Stored data entries:
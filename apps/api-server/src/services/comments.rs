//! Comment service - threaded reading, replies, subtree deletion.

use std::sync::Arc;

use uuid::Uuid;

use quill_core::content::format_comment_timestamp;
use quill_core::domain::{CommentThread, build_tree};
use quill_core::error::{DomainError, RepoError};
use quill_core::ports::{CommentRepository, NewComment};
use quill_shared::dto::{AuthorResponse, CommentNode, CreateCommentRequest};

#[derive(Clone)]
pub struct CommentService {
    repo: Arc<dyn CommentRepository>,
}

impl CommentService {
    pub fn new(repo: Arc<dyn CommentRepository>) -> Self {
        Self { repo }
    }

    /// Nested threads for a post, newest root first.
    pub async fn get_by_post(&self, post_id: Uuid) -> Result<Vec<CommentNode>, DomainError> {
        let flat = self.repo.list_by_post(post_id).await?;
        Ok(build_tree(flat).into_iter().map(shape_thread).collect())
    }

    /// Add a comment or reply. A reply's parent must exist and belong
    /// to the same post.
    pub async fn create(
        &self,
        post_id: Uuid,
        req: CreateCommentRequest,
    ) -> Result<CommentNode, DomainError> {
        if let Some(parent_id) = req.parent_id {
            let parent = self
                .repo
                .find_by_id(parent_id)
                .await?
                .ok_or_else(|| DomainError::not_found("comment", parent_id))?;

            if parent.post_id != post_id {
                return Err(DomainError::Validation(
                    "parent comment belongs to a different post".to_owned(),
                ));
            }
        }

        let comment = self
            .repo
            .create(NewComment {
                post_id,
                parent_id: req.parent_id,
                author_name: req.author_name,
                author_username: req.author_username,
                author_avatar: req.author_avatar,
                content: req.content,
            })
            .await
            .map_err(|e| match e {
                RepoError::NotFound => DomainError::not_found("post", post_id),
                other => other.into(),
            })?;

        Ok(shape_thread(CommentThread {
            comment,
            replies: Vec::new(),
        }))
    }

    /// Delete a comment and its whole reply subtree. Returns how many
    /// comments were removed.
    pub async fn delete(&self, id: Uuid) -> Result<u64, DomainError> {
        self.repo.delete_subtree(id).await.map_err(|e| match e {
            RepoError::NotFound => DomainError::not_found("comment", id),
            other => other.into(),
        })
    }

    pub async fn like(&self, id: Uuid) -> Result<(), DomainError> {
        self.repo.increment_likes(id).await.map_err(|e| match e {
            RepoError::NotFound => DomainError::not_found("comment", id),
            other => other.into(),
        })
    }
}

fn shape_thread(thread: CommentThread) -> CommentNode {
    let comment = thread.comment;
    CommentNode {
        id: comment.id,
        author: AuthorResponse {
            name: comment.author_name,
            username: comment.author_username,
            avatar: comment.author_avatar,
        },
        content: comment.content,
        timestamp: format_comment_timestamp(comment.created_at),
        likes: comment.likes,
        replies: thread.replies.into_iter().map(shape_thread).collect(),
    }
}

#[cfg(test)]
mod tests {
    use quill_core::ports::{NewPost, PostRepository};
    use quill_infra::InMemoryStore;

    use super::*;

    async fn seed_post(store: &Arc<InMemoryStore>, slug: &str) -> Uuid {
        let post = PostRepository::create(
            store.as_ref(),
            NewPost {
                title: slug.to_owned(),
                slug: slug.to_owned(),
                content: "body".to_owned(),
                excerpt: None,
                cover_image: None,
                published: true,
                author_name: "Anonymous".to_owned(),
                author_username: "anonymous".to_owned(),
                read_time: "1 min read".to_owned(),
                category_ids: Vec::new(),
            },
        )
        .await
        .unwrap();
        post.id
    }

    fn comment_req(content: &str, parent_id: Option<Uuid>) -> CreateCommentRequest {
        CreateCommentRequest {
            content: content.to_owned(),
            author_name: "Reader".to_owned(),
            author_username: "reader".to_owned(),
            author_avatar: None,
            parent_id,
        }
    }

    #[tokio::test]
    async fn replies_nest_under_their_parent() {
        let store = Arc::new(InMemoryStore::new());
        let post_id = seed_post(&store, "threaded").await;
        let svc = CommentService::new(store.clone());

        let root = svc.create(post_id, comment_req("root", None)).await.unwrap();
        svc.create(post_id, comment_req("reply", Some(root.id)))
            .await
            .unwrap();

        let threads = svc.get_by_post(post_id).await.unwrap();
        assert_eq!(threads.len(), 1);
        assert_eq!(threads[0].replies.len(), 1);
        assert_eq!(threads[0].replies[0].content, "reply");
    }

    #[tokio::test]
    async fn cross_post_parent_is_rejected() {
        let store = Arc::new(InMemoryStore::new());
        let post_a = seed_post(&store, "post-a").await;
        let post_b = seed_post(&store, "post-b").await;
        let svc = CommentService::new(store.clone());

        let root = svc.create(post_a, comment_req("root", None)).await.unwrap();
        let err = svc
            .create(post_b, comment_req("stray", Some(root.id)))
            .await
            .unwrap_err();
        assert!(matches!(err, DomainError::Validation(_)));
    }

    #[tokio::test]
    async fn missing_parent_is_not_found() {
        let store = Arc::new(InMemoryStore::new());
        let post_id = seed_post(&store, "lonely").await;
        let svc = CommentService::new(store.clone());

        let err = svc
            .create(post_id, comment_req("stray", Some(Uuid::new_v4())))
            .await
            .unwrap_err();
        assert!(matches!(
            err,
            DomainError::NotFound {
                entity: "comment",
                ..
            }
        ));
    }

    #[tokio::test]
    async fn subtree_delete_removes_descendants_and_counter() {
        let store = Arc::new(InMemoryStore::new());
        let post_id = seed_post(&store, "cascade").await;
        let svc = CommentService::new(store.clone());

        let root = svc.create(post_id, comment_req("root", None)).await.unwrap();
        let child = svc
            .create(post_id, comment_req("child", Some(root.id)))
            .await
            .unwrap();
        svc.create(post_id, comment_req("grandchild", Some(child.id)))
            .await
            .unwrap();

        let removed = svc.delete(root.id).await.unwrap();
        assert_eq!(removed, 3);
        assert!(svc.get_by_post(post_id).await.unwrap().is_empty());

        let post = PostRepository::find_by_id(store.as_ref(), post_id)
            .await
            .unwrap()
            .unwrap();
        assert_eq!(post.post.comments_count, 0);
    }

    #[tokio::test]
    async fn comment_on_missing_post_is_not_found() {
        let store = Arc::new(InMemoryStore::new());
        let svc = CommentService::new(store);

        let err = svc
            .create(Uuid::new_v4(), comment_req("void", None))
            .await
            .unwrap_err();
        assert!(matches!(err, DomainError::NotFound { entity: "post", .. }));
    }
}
---
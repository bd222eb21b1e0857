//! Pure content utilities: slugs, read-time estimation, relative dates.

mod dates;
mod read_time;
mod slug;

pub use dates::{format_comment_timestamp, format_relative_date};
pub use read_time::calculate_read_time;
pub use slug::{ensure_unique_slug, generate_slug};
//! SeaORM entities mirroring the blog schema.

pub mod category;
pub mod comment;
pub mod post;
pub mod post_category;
==
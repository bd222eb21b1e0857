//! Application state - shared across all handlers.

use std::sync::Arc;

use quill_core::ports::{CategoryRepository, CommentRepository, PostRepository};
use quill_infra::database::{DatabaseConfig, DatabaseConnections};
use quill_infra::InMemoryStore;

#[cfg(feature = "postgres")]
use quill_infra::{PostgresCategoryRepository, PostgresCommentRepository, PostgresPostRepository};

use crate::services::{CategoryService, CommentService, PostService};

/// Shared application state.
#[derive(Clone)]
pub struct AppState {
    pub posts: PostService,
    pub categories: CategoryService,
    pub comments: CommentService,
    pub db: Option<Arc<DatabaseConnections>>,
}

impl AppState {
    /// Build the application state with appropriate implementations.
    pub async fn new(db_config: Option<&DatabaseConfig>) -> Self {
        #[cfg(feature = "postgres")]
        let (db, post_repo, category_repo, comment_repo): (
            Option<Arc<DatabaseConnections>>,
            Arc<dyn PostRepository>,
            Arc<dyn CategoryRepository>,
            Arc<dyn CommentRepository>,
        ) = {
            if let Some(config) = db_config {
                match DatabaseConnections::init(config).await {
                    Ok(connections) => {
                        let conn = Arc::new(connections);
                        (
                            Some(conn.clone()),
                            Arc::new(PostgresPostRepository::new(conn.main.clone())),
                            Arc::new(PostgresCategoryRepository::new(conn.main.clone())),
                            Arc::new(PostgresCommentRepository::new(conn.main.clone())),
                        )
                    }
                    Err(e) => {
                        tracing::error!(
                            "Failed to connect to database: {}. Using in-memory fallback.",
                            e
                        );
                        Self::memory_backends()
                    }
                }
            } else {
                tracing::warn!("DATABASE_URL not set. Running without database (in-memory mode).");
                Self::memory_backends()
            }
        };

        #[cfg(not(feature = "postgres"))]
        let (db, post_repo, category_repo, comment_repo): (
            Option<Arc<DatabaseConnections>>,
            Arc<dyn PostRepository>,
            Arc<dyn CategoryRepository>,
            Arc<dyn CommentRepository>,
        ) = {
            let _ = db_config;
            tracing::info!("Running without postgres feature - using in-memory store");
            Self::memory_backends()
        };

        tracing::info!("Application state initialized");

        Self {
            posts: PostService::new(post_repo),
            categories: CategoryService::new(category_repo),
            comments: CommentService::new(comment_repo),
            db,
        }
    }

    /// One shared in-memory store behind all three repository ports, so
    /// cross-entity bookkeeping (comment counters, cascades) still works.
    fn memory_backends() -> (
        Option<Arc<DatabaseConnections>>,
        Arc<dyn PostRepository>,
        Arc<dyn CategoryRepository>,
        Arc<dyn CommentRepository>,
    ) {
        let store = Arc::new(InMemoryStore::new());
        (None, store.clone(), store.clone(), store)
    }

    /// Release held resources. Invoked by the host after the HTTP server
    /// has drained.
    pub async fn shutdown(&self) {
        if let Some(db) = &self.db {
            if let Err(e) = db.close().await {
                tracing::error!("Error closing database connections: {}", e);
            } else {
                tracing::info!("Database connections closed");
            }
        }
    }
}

Problem description:
Some lines above contain the word "collect". Copy each of them.

Solution:
        Ok(build_tree(flat).into_iter().map(shape_thread).collect())
        replies: thread.replies.into_iter().map(shape_thread).collect(),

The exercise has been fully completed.